Seif non è tipo da arrendersi facilmente, ha chiesto il motivo, ha provato a parlare con un responsabile del locale, «ma nessuno mi ha dato retta».
Anche i poliziotti «a cui mi sono rivolto, non mi hanno ascoltato perché erano impegnati in un altro servizio e poi sono spariti».
Di certo il contesto in cui si era venuto a trovare gli è stato subito evidente.
«A un certo punto - dice - mi sono ritrovato all’esterno con un’altra trentina di ragazzi che erano stati tutti quanti respinti. Erano tutti come me: chi col padre tunisino, chi con la madre marocchina, comunque con tratti somatici mixati, come è ormai consueto che sia nel 2019».

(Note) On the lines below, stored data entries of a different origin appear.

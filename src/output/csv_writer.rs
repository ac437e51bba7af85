//! CSV output writer.

use std::fs::File;
use std::io::Write;
use std::path::Path;

use crate::error::ChatlensError;
use crate::output::{OutputConfig, OutputRecord, records};
use crate::sentiment::Sentiment;
use crate::table::ChatTable;

/// Writes the table to CSV with semicolon delimiter.
///
/// # Format
/// - Delimiter: `;`
/// - Columns: `Timestamp`, [`Time`], `Sender`, `Message`, [`Sentiment`]
/// - Encoding: UTF-8
pub fn write_csv(
    table: &ChatTable,
    sentiments: Option<&[Sentiment]>,
    output_path: impl AsRef<Path>,
    config: &OutputConfig,
) -> Result<(), ChatlensError> {
    let csv = to_csv(table, sentiments, config)?;
    let mut file = File::create(output_path)?;
    file.write_all(csv.as_bytes())?;
    Ok(())
}

/// Converts the table to a CSV string.
pub fn to_csv(
    table: &ChatTable,
    sentiments: Option<&[Sentiment]>,
    config: &OutputConfig,
) -> Result<String, ChatlensError> {
    let rows = records(table, sentiments, config)?;

    let mut writer = csv::WriterBuilder::new()
        .delimiter(b';')
        .from_writer(Vec::new());

    writer.write_record(build_header(config, sentiments.is_some()))?;
    for row in &rows {
        writer.write_record(build_record(row))?;
    }

    let bytes = writer
        .into_inner()
        .map_err(|e| ChatlensError::Io(e.into_error()))?;
    String::from_utf8(bytes).map_err(|e| ChatlensError::utf8(e.utf8_error(), None))
}

/// Build CSV header based on output configuration.
fn build_header(config: &OutputConfig, with_sentiment: bool) -> Vec<&'static str> {
    let mut header = vec!["Timestamp"];

    if config.include_raw_time {
        header.push("Time");
    }

    header.push("Sender");
    header.push("Message");

    if with_sentiment {
        header.push("Sentiment");
    }

    header
}

/// Build CSV record for a single row.
fn build_record<'a>(row: &'a OutputRecord<'_>) -> Vec<&'a str> {
    let mut record = vec![row.timestamp.as_str()];

    if let Some(time) = row.time {
        record.push(time);
    }

    record.push(row.sender);
    record.push(row.body);

    if let Some(sentiment) = row.sentiment {
        record.push(sentiment.as_str());
    }

    record
}
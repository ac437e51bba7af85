//! Sentiment classification of message bodies.
//!
//! Scoring text is not this crate's job: a [`PolarityClassifier`] supplied by
//! the caller returns a polarity in `[-1, 1]`, and [`SentimentAnalyzer`]
//! turns it into a [`Sentiment`] category. The analyzer is fail-safe: a
//! classifier error or panic, or a score that is not a finite number within
//! range, becomes [`Sentiment::Neutral`] and is never propagated.
//!
//! # Example
//!
//! ```rust
//! use chatlens::sentiment::{ClassifierError, Sentiment, SentimentAnalyzer};
//!
//! let analyzer = SentimentAnalyzer::new(|text: &str| {
//!     if text.is_empty() {
//!         Err(ClassifierError::new("nothing to score"))
//!     } else {
//!         Ok(0.8)
//!     }
//! });
//!
//! assert_eq!(analyzer.analyze("great"), Sentiment::Positive);
//! assert_eq!(analyzer.analyze(""), Sentiment::Neutral);
//! ```

use std::collections::HashSet;
use std::panic::{self, AssertUnwindSafe};

use serde::{Deserialize, Serialize};
use thiserror::Error;

use crate::config::SentimentConfig;
use crate::error::ChatlensError;
use crate::table::ChatTable;

/// Three-way sentiment category.
#[derive(Debug, Clone, Copy, PartialEq, Eq, Hash, PartialOrd, Ord, Serialize, Deserialize)]
#[serde(rename_all = "lowercase")]
pub enum Sentiment {
    Positive,
    Negative,
    Neutral,
}

impl Sentiment {
    pub fn as_str(&self) -> &'static str {
        match self {
            Sentiment::Positive => "positive",
            Sentiment::Negative => "negative",
            Sentiment::Neutral => "neutral",
        }
    }
}

impl std::fmt::Display for Sentiment {
    fn fmt(&self, f: &mut std::fmt::Formatter<'_>) -> std::fmt::Result {
        f.write_str(self.as_str())
    }
}

/// Failure reported by a classifier.
#[derive(Debug, Clone, PartialEq, Eq, Error)]
#[error("classifier failed: {message}")]
pub struct ClassifierError {
    message: String,
}

impl ClassifierError {
    pub fn new(message: impl Into<String>) -> Self {
        Self {
            message: message.into(),
        }
    }
}

/// Scores text polarity in `[-1, 1]`.
pub trait PolarityClassifier {
    fn polarity(&self, text: &str) -> Result<f64, ClassifierError>;
}

impl<F> PolarityClassifier for F
where
    F: Fn(&str) -> Result<f64, ClassifierError>,
{
    fn polarity(&self, text: &str) -> Result<f64, ClassifierError> {
        self(text)
    }
}

/// Maps classifier scores to categories, absorbing every failure.
#[derive(Debug, Clone)]
pub struct SentimentAnalyzer<C> {
    classifier: C,
    config: SentimentConfig,
}

impl<C: PolarityClassifier> SentimentAnalyzer<C> {
    /// Wraps `classifier` with the default thresholds (±0.1).
    pub fn new(classifier: C) -> Self {
        Self {
            classifier,
            config: SentimentConfig::default(),
        }
    }

    /// Wraps `classifier` with custom thresholds.
    pub fn with_config(classifier: C, config: SentimentConfig) -> Result<Self, ChatlensError> {
        config.validate()?;
        Ok(Self { classifier, config })
    }

    pub fn config(&self) -> &SentimentConfig {
        &self.config
    }

    /// Classifies one message body.
    pub fn analyze(&self, text: &str) -> Sentiment {
        let outcome = panic::catch_unwind(AssertUnwindSafe(|| self.classifier.polarity(text)));
        match outcome {
            Ok(Ok(score)) if score.is_finite() && (-1.0..=1.0).contains(&score) => {
                self.categorize(score)
            }
            Ok(Ok(score)) => {
                tracing::warn!(score, "polarity out of range, treating as neutral");
                Sentiment::Neutral
            }
            Ok(Err(e)) => {
                tracing::warn!(error = %e, "classification failed, treating as neutral");
                Sentiment::Neutral
            }
            Err(_) => {
                tracing::warn!("classifier panicked, treating as neutral");
                Sentiment::Neutral
            }
        }
    }

    /// Converts a polarity score to a category using the thresholds.
    pub fn categorize(&self, score: f64) -> Sentiment {
        if score > self.config.positive_threshold {
            Sentiment::Positive
        } else if score < self.config.negative_threshold {
            Sentiment::Negative
        } else {
            Sentiment::Neutral
        }
    }

    /// Classifies every body of `table`, one entry per row.
    pub fn analyze_table(&self, table: &ChatTable) -> Vec<Sentiment> {
        table.bodies().map(|body| self.analyze(body)).collect()
    }
}

const POSITIVE_WORDS: &[&str] = &[
    "amazing", "awesome", "best", "better", "brilliant", "congrats", "congratulations", "cool",
    "enjoy", "excellent", "fantastic", "fun", "glad", "good", "great", "happy", "haha", "lol",
    "love", "lovely", "nice", "perfect", "thanks", "thank", "wonderful", "yay", "yes",
];

const NEGATIVE_WORDS: &[&str] = &[
    "angry", "annoying", "awful", "bad", "boring", "sad", "hate", "horrible", "hurt", "late",
    "mad", "miss", "no", "poor", "problem", "sick", "sorry", "stupid", "terrible", "tired",
    "ugly", "upset", "worse", "worst", "wrong",
];

/// Minimal word-list classifier.
///
/// Polarity is `(positive - negative) / (positive + negative)` over the
/// lowercased words of the text, `0.0` when no listed word occurs. Good
/// enough for a quick overview; plug in a real model for anything else.
#[derive(Debug, Clone)]
pub struct LexiconClassifier {
    positive: HashSet<String>,
    negative: HashSet<String>,
}

impl LexiconClassifier {
    pub fn new() -> Self {
        Self {
            positive: POSITIVE_WORDS.iter().map(|w| (*w).to_string()).collect(),
            negative: NEGATIVE_WORDS.iter().map(|w| (*w).to_string()).collect(),
        }
    }

    /// Adds words to the lists.
    #[must_use]
    pub fn with_words<'a>(
        mut self,
        positive: impl IntoIterator<Item = &'a str>,
        negative: impl IntoIterator<Item = &'a str>,
    ) -> Self {
        self.positive
            .extend(positive.into_iter().map(|w| w.to_lowercase()));
        self.negative
            .extend(negative.into_iter().map(|w| w.to_lowercase()));
        self
    }
}

impl Default for LexiconClassifier {
    fn default() -> Self {
        Self::new()
    }
}

impl PolarityClassifier for LexiconClassifier {
    fn polarity(&self, text: &str) -> Result<f64, ClassifierError> {
        let (mut pos, mut neg) = (0u32, 0u32);
        for word in text.split_whitespace() {
            let word = word.to_lowercase();
            if self.positive.contains(&word) {
                pos += 1;
            } else if self.negative.contains(&word) {
                neg += 1;
            }
        }

        let total = pos + neg;
        if total == 0 {
            return Ok(0.0);
        }
        Ok((f64::from(pos) - f64::from(neg)) / f64::from(total))
    }
}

Solo a notte fonda, mentre aspettava la compagnia per tornare a casa, «un ragazzo del servizio d’ordine mi si è avvicinato e mi ha detto che giorni prima dei marocchini avevano usato lo spray e che non volevano avere più problemi».

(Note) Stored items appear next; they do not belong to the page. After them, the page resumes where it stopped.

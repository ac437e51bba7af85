//! # Chatlens
//!
//! A Rust library for turning exported WhatsApp chat transcripts into a clean,
//! typed table of messages, ready for statistics and sentiment analysis.
//!
//! ## Overview
//!
//! A transcript is plain UTF-8 text, one message per line:
//!
//! ```text
//! 12/05/23 14:30 - Alice: Hello there!
//! ```
//!
//! Each line is parsed into a [`ChatMessage`] (timestamp, sender, cleaned
//! body). Lines that are not messages are dropped with a typed
//! [`Rejection`](parser::Rejection) reason: continuation lines, system
//! notices, impossible dates and media placeholders.
//!
//! ## Quick Start
//!
//! ```rust
//! use chatlens::prelude::*;
//!
//! let transcript = "\
//! 12/05/23 14:30 - Alice: Check http://x.com now 😀
//! 12/05/23 14:31 - Bob: <Media omitted>
//! 12/05/23 14:32 - Bob: Nice!";
//!
//! let table = normalize(transcript);
//! assert_eq!(table.len(), 2);
//! assert_eq!(table.get(0).unwrap().body, "Check now 😀");
//!
//! let sentiments = SentimentAnalyzer::new(LexiconClassifier::new()).analyze_table(&table);
//! assert_eq!(sentiments, vec![Sentiment::Neutral, Sentiment::Positive]);
//! ```
//!
//! ## Module Structure
//!
//! - [`parser`] - [`LineParser`](parser::LineParser) and [`Rejection`](parser::Rejection)
//! - [`parsing`] - Building blocks: date/time scanning, sender split, body cleaning
//! - [`normalizer`] - [`ChatNormalizer`](normalizer::ChatNormalizer), whole documents to tables
//! - [`table`] / [`message`] - [`ChatTable`] and [`ChatMessage`]
//! - [`sentiment`] - [`PolarityClassifier`](sentiment::PolarityClassifier) contract and analyzer
//! - [`stats`] - Per-sender, daily, hourly and word statistics
//! - [`output`] / [`format`] - CSV, JSON and JSONL writers
//! - [`config`] - [`ParserConfig`](config::ParserConfig), [`SentimentConfig`](config::SentimentConfig)
//! - [`error`] - [`ChatlensError`], [`Result`]
//! - [`cli`] - CLI argument types (requires the `cli` feature)
//! - [`prelude`] - Convenient re-exports

#[cfg(feature = "cli")]
pub mod cli;
pub mod config;
pub mod error;
pub mod format;
pub mod message;
pub mod normalizer;
pub mod output;
pub mod parser;
pub mod parsing;
pub mod sentiment;
pub mod stats;
pub mod table;

// Re-export the main types at the crate root for convenience
pub use error::{ChatlensError, Result};
pub use message::ChatMessage;
pub use table::ChatTable;

/// Convenient re-exports for common usage.
///
/// ```rust
/// use chatlens::prelude::*;
/// ```
pub mod prelude {
    pub use crate::{ChatMessage, ChatTable};

    // Error types
    pub use crate::error::{ChatlensError, Result};

    // Parsing
    pub use crate::config::{ParserConfig, SentimentConfig};
    pub use crate::normalizer::{ChatNormalizer, RejectionReport, normalize};
    pub use crate::parser::{LineParser, Rejection};

    // Analysis
    pub use crate::sentiment::{
        ClassifierError, LexiconClassifier, PolarityClassifier, Sentiment, SentimentAnalyzer,
    };
    pub use crate::stats::{ChatStats, SentimentDistribution, word_frequencies};

    // Output
    pub use crate::format::{OutputFormat, to_format_string, write_to_format};
    pub use crate::output::OutputConfig;
    #[cfg(feature = "csv-output")]
    pub use crate::output::{to_csv, write_csv};
    #[cfg(feature = "json-output")]
    pub use crate::output::{to_json, to_jsonl, write_json, write_jsonl};
}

A quel punto Seif non ha detto più niente, perché tanto quello che c’era da capire, lo aveva già capito. E semmai adesso, spalleggiato dalla madre, è pronto ad andare fino in fondo alla vicenda.
«Presenteremo una denuncia, perché una cosa del genere non deve passare sotto silenzio, è troppo grave», dice ancora.
«Io a Busto non ho mai provato nulla del genere, né quando ho frequentato il Liceo artistico Candiani, né adesso che studio Scienze della comunicazione all’università dell’Insubria».
Invece, stando alla sua testimonianza diretta, ciò che è accaduto ad Alassio gli avrebbe «fatto provare cosa significa essere ghettizzati per il proprio aspetto fisico. Ho sentito dentro di me una sensazione di impotenza di fronte a quella cosa inspiegabile che mi stava succedendo. Per la prima volta mi è infatti capitato di sentirmi diverso dagli altri, quasi inferiore».
Il tutto è avvenuto in quella città di Alassio che con Busto è da sempre gemellata, dove centinaia di cittadini di ogni età trascorrono le loro vacanze, dove Seif pensava di passare una serata spensierata con gli amici.
Ad ascoltare il suo racconto, non è purtroppo andata così.
«Ma ora non voglio che altri ragazzi provino quello che ho provato io».